Below are some entries. Repeat exactly the lines from the one with "filename crates/lore-learning/src/miner.rs" through the one with "was already set.", and only those.
Segment Start: Available data
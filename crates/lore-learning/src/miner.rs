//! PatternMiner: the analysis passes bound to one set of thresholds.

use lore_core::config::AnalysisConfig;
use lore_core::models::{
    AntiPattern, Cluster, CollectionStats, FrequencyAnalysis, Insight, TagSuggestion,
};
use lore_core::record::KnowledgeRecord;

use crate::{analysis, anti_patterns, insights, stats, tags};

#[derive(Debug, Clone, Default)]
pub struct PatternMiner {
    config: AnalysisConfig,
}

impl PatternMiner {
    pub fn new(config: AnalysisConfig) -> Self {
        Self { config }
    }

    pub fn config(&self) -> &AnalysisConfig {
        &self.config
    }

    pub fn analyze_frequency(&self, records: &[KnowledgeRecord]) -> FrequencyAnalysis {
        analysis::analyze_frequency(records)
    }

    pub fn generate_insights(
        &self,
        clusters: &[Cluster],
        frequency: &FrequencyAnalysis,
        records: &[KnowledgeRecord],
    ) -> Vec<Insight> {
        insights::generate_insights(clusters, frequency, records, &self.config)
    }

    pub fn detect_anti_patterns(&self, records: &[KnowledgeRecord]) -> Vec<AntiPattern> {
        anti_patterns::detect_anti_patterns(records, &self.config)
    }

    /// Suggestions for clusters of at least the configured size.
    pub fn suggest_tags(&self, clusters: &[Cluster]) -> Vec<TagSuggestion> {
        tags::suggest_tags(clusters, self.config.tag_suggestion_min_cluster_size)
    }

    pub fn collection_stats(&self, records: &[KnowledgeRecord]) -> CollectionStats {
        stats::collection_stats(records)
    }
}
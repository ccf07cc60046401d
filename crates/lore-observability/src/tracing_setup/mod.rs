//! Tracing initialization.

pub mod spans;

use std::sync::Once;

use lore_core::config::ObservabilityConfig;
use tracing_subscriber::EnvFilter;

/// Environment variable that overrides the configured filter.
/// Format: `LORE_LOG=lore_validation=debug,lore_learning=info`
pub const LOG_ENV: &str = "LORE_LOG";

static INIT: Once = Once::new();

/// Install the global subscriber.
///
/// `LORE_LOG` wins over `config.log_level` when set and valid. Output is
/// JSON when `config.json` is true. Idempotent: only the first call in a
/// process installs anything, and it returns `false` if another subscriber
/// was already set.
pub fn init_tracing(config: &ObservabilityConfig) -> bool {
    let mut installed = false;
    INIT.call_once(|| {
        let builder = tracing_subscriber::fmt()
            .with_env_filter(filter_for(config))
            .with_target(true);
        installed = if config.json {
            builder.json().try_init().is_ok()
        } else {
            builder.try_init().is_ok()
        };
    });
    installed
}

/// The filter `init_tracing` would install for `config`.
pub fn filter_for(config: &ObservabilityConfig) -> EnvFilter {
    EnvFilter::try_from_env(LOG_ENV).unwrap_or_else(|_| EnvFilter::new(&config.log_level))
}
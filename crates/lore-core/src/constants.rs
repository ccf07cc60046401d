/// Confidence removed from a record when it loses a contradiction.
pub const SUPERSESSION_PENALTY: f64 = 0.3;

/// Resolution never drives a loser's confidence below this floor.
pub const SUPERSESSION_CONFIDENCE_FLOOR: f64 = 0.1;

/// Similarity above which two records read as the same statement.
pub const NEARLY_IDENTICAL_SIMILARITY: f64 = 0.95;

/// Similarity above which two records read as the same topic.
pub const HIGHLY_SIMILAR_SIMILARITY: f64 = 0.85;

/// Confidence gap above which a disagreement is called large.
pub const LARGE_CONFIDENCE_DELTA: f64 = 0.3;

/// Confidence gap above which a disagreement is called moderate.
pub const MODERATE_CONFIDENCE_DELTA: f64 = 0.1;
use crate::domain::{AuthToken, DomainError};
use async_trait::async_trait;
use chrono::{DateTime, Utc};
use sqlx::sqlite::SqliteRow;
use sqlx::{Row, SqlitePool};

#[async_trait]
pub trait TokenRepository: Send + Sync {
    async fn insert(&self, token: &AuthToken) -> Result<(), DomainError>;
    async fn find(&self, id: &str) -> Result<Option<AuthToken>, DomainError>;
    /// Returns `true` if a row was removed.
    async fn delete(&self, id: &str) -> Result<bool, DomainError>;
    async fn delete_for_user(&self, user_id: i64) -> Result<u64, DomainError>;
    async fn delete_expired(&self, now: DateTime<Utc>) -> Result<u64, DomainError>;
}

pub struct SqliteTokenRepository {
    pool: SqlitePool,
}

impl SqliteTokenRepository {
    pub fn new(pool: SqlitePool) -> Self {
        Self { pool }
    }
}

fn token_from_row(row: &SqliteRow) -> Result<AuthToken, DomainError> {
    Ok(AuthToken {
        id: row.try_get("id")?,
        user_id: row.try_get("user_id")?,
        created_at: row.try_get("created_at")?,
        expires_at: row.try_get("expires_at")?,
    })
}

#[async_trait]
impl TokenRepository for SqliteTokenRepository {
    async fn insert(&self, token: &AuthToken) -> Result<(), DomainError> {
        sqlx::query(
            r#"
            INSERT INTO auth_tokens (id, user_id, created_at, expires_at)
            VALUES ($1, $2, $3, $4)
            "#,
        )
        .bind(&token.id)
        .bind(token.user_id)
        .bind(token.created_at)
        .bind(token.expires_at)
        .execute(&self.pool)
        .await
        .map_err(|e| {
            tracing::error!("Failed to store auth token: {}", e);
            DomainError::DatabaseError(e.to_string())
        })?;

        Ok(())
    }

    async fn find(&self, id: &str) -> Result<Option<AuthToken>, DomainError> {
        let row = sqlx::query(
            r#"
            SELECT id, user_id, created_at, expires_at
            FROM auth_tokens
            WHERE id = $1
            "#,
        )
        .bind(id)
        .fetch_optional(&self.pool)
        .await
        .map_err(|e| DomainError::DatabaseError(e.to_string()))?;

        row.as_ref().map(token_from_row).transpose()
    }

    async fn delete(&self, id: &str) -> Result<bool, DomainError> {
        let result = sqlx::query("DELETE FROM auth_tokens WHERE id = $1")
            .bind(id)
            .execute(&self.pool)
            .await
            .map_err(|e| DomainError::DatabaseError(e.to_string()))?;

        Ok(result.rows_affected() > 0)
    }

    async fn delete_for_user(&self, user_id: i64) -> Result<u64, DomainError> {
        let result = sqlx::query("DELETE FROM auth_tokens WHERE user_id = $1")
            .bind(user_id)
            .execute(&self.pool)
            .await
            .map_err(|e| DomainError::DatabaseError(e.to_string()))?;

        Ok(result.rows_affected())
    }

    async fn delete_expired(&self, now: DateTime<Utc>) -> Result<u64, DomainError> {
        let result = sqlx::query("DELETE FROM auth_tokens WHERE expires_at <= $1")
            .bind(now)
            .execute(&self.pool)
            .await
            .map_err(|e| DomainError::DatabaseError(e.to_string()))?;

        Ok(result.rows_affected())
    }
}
Segment End: Available data
Segment Start: Available data
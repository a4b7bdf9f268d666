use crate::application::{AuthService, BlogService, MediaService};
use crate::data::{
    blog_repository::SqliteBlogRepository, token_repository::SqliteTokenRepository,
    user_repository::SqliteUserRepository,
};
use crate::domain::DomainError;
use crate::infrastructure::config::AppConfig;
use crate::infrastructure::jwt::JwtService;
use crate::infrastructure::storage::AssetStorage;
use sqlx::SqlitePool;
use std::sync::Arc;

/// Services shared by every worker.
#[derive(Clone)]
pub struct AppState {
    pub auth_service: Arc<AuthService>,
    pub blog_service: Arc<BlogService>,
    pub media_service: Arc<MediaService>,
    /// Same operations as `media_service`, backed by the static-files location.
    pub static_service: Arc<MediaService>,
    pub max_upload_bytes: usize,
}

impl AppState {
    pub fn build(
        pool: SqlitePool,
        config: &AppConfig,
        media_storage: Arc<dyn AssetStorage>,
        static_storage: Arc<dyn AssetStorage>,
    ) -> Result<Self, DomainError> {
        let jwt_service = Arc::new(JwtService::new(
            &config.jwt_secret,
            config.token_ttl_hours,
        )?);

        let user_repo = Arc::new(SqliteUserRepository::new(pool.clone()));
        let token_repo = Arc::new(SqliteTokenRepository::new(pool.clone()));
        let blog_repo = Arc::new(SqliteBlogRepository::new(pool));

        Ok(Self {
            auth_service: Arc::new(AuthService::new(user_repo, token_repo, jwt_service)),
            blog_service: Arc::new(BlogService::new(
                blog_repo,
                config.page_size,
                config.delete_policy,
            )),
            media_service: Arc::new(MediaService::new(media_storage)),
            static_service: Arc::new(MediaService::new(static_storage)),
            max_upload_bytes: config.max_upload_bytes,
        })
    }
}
Segment End: Available data
• _Solution to this exercise_
filename crates/lore-learning/src/miner.rs
//! PatternMiner: the analysis passes bound to one set of thresholds.

use lore_core::config::AnalysisConfig;
use lore_core::models::{
    AntiPattern, Cluster, CollectionStats, FrequencyAnalysis, Insight, TagSuggestion,
};
use lore_core::record::KnowledgeRecord;

use crate::{analysis, anti_patterns, insights, stats, tags};

#[derive(Debug, Clone, Default)]
pub struct PatternMiner {
    config: AnalysisConfig,
}

impl PatternMiner {
    pub fn new(config: AnalysisConfig) -> Self {
        Self { config }
    }

    pub fn config(&self) -> &AnalysisConfig {
        &self.config
    }

    pub fn analyze_frequency(&self, records: &[KnowledgeRecord]) -> FrequencyAnalysis {
        analysis::analyze_frequency(records)
    }

    pub fn generate_insights(
        &self,
        clusters: &[Cluster],
        frequency: &FrequencyAnalysis,
        records: &[KnowledgeRecord],
    ) -> Vec<Insight> {
        insights::generate_insights(clusters, frequency, records, &self.config)
    }

    pub fn detect_anti_patterns(&self, records: &[KnowledgeRecord]) -> Vec<AntiPattern> {
        anti_patterns::detect_anti_patterns(records, &self.config)
    }

    /// Suggestions for clusters of at least the configured size.
    pub fn suggest_tags(&self, clusters: &[Cluster]) -> Vec<TagSuggestion> {
        tags::suggest_tags(clusters, self.config.tag_suggestion_min_cluster_size)
    }

    pub fn collection_stats(&self, records: &[KnowledgeRecord]) -> CollectionStats {
        stats::collection_stats(records)
    }
}
repository ccf07cc60046401d
filename crates/lore-observability/src/tracing_setup/mod.rs
//! Tracing initialization.

pub mod spans;

use std::sync::Once;

use lore_core::config::ObservabilityConfig;
use tracing_subscriber::EnvFilter;

/// Environment variable that overrides the configured filter.
/// Format: `LORE_LOG=lore_validation=debug,lore_learning=info`
pub const LOG_ENV: &str = "LORE_LOG";

static INIT: Once = Once::new();

/// Install the global subscriber.
///
/// `LORE_LOG` wins over `config.log_level` when set and valid. Output is
/// JSON when `config.json` is true. Idempotent: only the first call in a
/// process installs anything, and it returns `false` if another subscriber
/// was already set.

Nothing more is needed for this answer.